The voice that replied to him was very low. “Oh, more than interested; it is like life and death to me. For God’s sake, tell me if you know anything more.”

“I know nothing to-night—but to-morrow— You are the lady whom I met in Spain two years ago, whose portrait stands on Rosalind Trevanion’s writing-table.”

There was a low cry; “Oh! God bless you for telling me! God bless you for telling me!” and the sound of a suppressed sob.

“I shall see her to-morrow,” he said. “I have come thousands of miles to see her. It is possible that I might be of use to you. May I tell her that you are here?”

The stir among the branches seemed to take a different character as he spoke, and the lady came out towards the partial light. She said firmly, “No; I thank you for your kind intentions;” then paused. “You will think it strange that I came behind you and listened. You will think it was not honorable. But I heard their name, and Roland Hamerton knows me. When a woman is in great trouble she is driven to strange expedients. Sir,” she cried, after another agitated pause, “I neither know your name nor who you are, but if you will bring me news to-morrow after you have seen them—if you will tell me—it will be a good deed—it will be a Christian deed.”

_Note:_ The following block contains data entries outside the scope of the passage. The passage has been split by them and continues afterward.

impl<T: Transport> FileManagerSession<T> {
    pub fn new(transport: T, endpoints: Endpoints) -> Self {
        let (events, _) = broadcast::channel(256);
        Self {
            transport,
            endpoints,
            browser: FileBrowser::new(),
            current_path: String::new(),
            pending: PendingRequests::default(),
            events,
        }
    }

    pub fn subscribe_events(&self) -> broadcast::Receiver<SessionEvent> {
        self.events.subscribe()
    }

    pub fn browser(&self) -> &FileBrowser {
        &self.browser
    }

    pub fn transport(&self) -> &T {
        &self.transport
    }

    pub fn current_path(&self) -> &str {
        &self.current_path
    }

    pub fn pending_requests(&self) -> usize {
        self.pending.len()
    }

    pub fn ready_state(&self) -> ReadyState {
        self.transport.ready_state()
    }

    /// Serializes and transmits `request`, opening the waiting gate.
    pub fn send(&mut self, request: ClientRequest) -> Result<RequestId, SessionError> {
        let state = self.transport.ready_state();
        if state.is_closed() {
            self.emit(SessionEvent::Alert(CONNECTION_CLOSED_MESSAGE.to_string()));
            return Err(SessionError::ConnectionClosed);
        }
        if state.is_transitional() {
            debug!(action = %request.action(), ?state, "dropping request while connection is not ready");
            return Err(SessionError::NotReady(state));
        }

        let action = request.action();
        let text = request.encode()?;
        if let Err(err) = self.transport.send_text(text) {
            if self.transport.ready_state().is_closed() {
                self.emit(SessionEvent::Alert(CONNECTION_CLOSED_MESSAGE.to_string()));
            }
            return Err(err.into());
        }
        let id = self.pending.register(action);
        let message = match action {
            Action::PasteFiles => PASTING_MESSAGE,
            _ => LOADING_MESSAGE,
        };
        self.browser.gate_mut().open(message);
        debug!(request_id = id.0, %action, "request sent");
        Ok(id)
    }

    /// Requests the workspace root once the connection opens.
    pub fn on_open(&mut self) -> Result<RequestId, SessionError> {
        info!("connection open, requesting workspace root");
        self.change_dir("", "")
    }

    pub fn close(&mut self) {
        self.transport.close();
    }

    /// Decodes one inbound frame and dispatches it.
    pub fn handle_text(&mut self, text: &str) {
        match ServerMessage::decode(text) {
            Ok(message) => self.handle_message(message),
            Err(err) => {
                self.browser.gate_mut().close();
                self.protocol_error(err, text);
            }
        }
    }

    pub fn handle_message(&mut self, message: ServerMessage) {
        self.browser.gate_mut().close();
        self.dispatch(message);
    }

    fn dispatch(&mut self, message: ServerMessage) {
        match self.pending.complete(message.action()) {
            Some((id, action)) => debug!(request_id = id.0, %action, "response received"),
            None => {
                warn!(action = ?message.action(), "response does not match any pending request");
                self.emit(SessionEvent::ProtocolError(format!(
                    "unexpected response for {}",
                    message
                        .action()
                        .map(|action| action.as_str())
                        .unwrap_or("unknown action")
                )));
            }
        }

        match message {
            ServerMessage::Response(response) => self.dispatch_response(response),
            ServerMessage::Exception(exception) => self.on_exception(exception),
        }
    }

    fn dispatch_response(&mut self, response: ServerResponse) {
        match response {
            ServerResponse::Chdir(outcome) => self.on_change_dir(outcome),
            ServerResponse::ListDir(listing) => {
                let dir = listing.dir.clone();
                self.browser.show_listing(listing);
                self.emit(SessionEvent::ListingReplaced {
                    dir,
                    rows: self.browser.rows().len(),
                });
            }
            ServerResponse::CreateDir(outcome) => self.on_created(outcome, Dialog::NewDir),
            ServerResponse::CreateFile(outcome) => self.on_created(outcome, Dialog::NewFile),
            ServerResponse::UpdateBuffer(outcome) => self.on_buffer_updated(outcome),
            ServerResponse::PasteFiles(outcome) => self.on_pasted(outcome),
            ServerResponse::RemoveFiles(outcome) => self.on_removed(outcome),
            ServerResponse::UpdatePerms(outcome) => self.on_perms_updated(outcome),
            ServerResponse::Pwd(outcome) => match outcome {
                Outcome::Done(PathResult { result }) => self.current_path = result,
                Outcome::Failed { error } => self.error_dialog(error),
            },
        }
    }

    fn on_change_dir(&mut self, outcome: Outcome<PathResult>) {
        match outcome {
            Outcome::Done(PathResult { result }) if !result.is_empty() => {
                self.current_path = result.clone();
                self.emit(SessionEvent::Navigated(result.clone()));
                self.follow_up(ClientRequest::ListDir { path: Some(result) });
            }
            Outcome::Done(_) => self.error_dialog("Directory change returned no path".to_string()),
            Outcome::Failed { error } => self.error_dialog(error),
        }
    }

    fn on_created(&mut self, outcome: Outcome<Created>, dialog: Dialog) {
        match outcome {
            Outcome::Failed { error } => self.error_dialog(error),
            Outcome::Done(_) => {
                self.emit(SessionEvent::DialogClosed(dialog));
                self.refresh_listing();
            }
        }
    }

    fn on_buffer_updated(&mut self, outcome: Outcome<BufferCount>) {
        match outcome {
            Outcome::Failed { error } => self.error_dialog(error),
            Outcome::Done(BufferCount { result, action }) => {
                if result > 0 && action != BufferAction::Remove {
                    self.browser.show_paste(result);
                }
                debug!(count = result, action = action.as_str(), "buffer updated");
            }
        }
    }

    fn on_pasted(&mut self, outcome: Outcome<BufferCount>) {
        let BufferCount { result, action } = match outcome {
            Outcome::Failed { error } => return self.error_dialog(error),
            Outcome::Done(count) => count,
        };
        if result == 0 {
            info!("no files were copied or moved");
            return;
        }
        self.refresh_listing();
        match action {
            BufferAction::Cut => {
                self.browser.hide_paste();
                info!(count = result, "moved files");
            }
            BufferAction::Copy => info!(count = result, "copied files"),
            BufferAction::Remove => warn!(count = result, "paste reported a remove buffer"),
        }
    }

    fn on_removed(&mut self, outcome: Outcome<Count>) {
        match outcome {
            Outcome::Failed { error } => self.error_dialog(error),
            Outcome::Done(Count { result }) if result > 0 => {
                self.refresh_listing();
                info!(count = result, "removed files");
            }
            Outcome::Done(_) => info!("no files were removed"),
        }
    }

    fn on_perms_updated(&mut self, outcome: Outcome<Count>) {
        match outcome {
            Outcome::Failed { error } => self.error_dialog(error),
            Outcome::Done(Count { result }) if result > 0 => {
                self.refresh_listing();
                info!(count = result, "updated permissions");
            }
            Outcome::Done(_) => info!("no permissions were changed"),
        }
    }

    fn on_exception(&mut self, exception: ProtocolException) {
        warn!(
            action = ?exception.action,
            exception = %exception.exception,
            "server rejected request"
        );
        self.emit(SessionEvent::ProtocolError(exception.exception));
    }

    pub fn change_dir(&mut self, path: &str, name: &str) -> Result<RequestId, SessionError> {
        self.send(ClientRequest::Chdir {
            path: path.to_string(),
            name: name.to_string(),
        })
    }

    pub fn go_up(&mut self) -> Result<RequestId, SessionError> {
        let path = self.current_path.clone();
        self.change_dir(&path, "..")
    }

    pub fn refresh(&mut self) -> Result<RequestId, SessionError> {
        self.send(self.listing_request())
    }

    pub fn create_dir(&mut self, name: &str) -> Result<RequestId, SessionError> {
        self.send(ClientRequest::CreateDir {
            name: name.to_string(),
        })
    }

    pub fn create_file(&mut self, name: &str) -> Result<RequestId, SessionError> {
        self.send(ClientRequest::CreateFile {
            name: name.to_string(),
        })
    }

    /// Sends the current selection to the server-side buffer.
    pub fn put_to_buffer(&mut self, action: BufferAction) -> Result<RequestId, SessionError> {
        let files = self.browser.selected_names();
        self.send(ClientRequest::UpdateBuffer { files, action })
    }

    pub fn paste(&mut self) -> Result<RequestId, SessionError> {
        self.send(ClientRequest::PasteFiles)
    }

    pub fn remove(&mut self) -> Result<RequestId, SessionError> {
        self.put_to_buffer(BufferAction::Remove)?;
        self.send(ClientRequest::RemoveFiles)
    }

    pub fn update_perms(&mut self, mode: u32, recursive: bool) -> Result<RequestId, SessionError> {
        let files = self.browser.selected_names();
        self.send(ClientRequest::UpdatePerms {
            files,
            mode,
            recursive,
        })
    }

    pub fn pwd(&mut self) -> Result<RequestId, SessionError> {
        self.send(ClientRequest::Pwd)
    }

    pub fn apply_order(&mut self, order: SortOrder) {
        self.browser.apply_order(order);
    }

    pub fn click(&mut self, name: &str, ctrl: bool) -> Result<Option<FileInfo>, SessionError> {
        if self.browser.rows().iter().all(|row| row.name() != name) {
            return Err(SessionError::UnknownEntry(name.to_string()));
        }
        Ok(self.browser.click(name, ctrl).cloned())
    }

    pub fn select_all(&mut self) {
        self.browser.select_all();
    }

    /// Opens a directory or starts a download for a file.
    pub fn double_click(&mut self, name: &str) -> Result<Option<RequestId>, SessionError> {
        match self.browser.double_click(name) {
            Some(Activation::ChangeDir { path, name }) => self.change_dir(&path, &name).map(Some),
            Some(Activation::Download(entry)) => {
                let url = self.endpoints.download_url(&entry)?;
                self.emit(SessionEvent::OpenWindow {
                    target: WindowTarget::Download,
                    url: url.to_string(),
                });
                Ok(None)
            }
            None => Err(SessionError::UnknownEntry(name.to_string())),
        }
    }

    /// Like [`Self::double_click`] but refuses entries that are not directories.
    pub fn enter(&mut self, name: &str) -> Result<RequestId, SessionError> {
        match self.browser.double_click(name) {
            Some(Activation::ChangeDir { path, name }) => self.change_dir(&path, &name),
            Some(Activation::Download(_)) => Err(SessionError::NotADirectory(name.to_string())),
            None => Err(SessionError::UnknownEntry(name.to_string())),
        }
    }

    pub fn show_properties(&mut self) -> Option<Properties> {
        let properties = self.browser.properties()?;
        self.emit(SessionEvent::PropertiesOpened(properties.clone()));
        Some(properties)
    }

    pub fn upload(&mut self) -> Result<(), SessionError> {
        let url = self.endpoints.upload_url()?;
        self.emit(SessionEvent::OpenWindow {
            target: WindowTarget::Upload,
            url: url.to_string(),
        });
        Ok(())
    }

    /// Applies one UI gesture.
    pub fn execute(&mut self, command: UserCommand) -> Result<(), SessionError> {
        match command {
            UserCommand::ChangeDir { path, name } => self.change_dir(&path, &name).map(drop),
            UserCommand::Up => self.go_up().map(drop),
            UserCommand::Refresh => self.refresh().map(drop),
            UserCommand::Open(name) => self.double_click(&name).map(drop),
            UserCommand::Enter(name) => self.enter(&name).map(drop),
            UserCommand::Select { name, ctrl } => self.click(&name, ctrl).map(drop),
            UserCommand::SelectAll => {
                self.select_all();
                Ok(())
            }
            UserCommand::CreateDir(name) => self.create_dir(&name).map(drop),
            UserCommand::CreateFile(name) => self.create_file(&name).map(drop),
            UserCommand::Buffer(action) => self.put_to_buffer(action).map(drop),
            UserCommand::Paste => self.paste().map(drop),
            UserCommand::Remove => self.remove().map(drop),
            UserCommand::Chmod { mode, recursive } => self.update_perms(mode, recursive).map(drop),
            UserCommand::Order(order) => {
                self.apply_order(order);
                Ok(())
            }
            UserCommand::Properties => {
                self.show_properties();
                Ok(())
            }
            UserCommand::Upload => self.upload(),
            UserCommand::Pwd => self.pwd().map(drop),
            UserCommand::Quit => {
                self.close();
                Ok(())
            }
        }
    }

    fn listing_request(&self) -> ClientRequest {
        let path = (!self.current_path.is_empty()).then(|| self.current_path.clone());
        ClientRequest::ListDir { path }
    }

    fn refresh_listing(&mut self) {
        self.follow_up(self.listing_request());
    }

    fn follow_up(&mut self, request: ClientRequest) {
        let action = request.action();
        if let Err(err) = self.send(request) {
            warn!(%action, %err, "follow-up request was not sent");
        }
    }

    fn error_dialog(&mut self, message: String) {
        warn!(%message, "operation failed");
        self.emit(SessionEvent::ErrorDialog(message));
    }

    fn protocol_error(&mut self, err: ProtocolError, text: &str) {
        warn!(%err, frame = text, "dropping undecodable frame");
        self.emit(SessionEvent::ProtocolError(err.to_string()));
    }

    fn emit(&self, event: SessionEvent) {
        // No subscribers is fine; the projection is still updated.
        let _ = self.events.send(event);
    }
}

“Say something more to me than that,” he cried, with a passion that surprised himself; “say that you will wish me well.”

She moved along softly, noiselessly, with her head turned to him, moving towards the moonlight, which was like the blaze of day, within a few steps from where they had been standing. The impression which had been upon his mind of a fugitive—a woman abandoned and forlorn—died out so completely that he felt ashamed ever to have ventured upon such a thought. And he felt, with a sudden sense of imperfection quite unfamiliar to him, that he was being examined and judged. He felt, too, with an acute self-consciousness, that the silver in his hair shone in the white light, and that the counterbalancing qualities of fine outline and manly color must be wanting in that wan and colorless illumination. He could not see her face, except as an abstract paleness, turned towards him, over-shadowed by the veil which she had put back, but which still threw a deep shade; but she gazed into his, which he could not but turn towards her in the full light of the moon. The end of the examination was not very consolatory to his pride. She sighed and turned away. “The man whom she chooses will want no other blessing,” she said.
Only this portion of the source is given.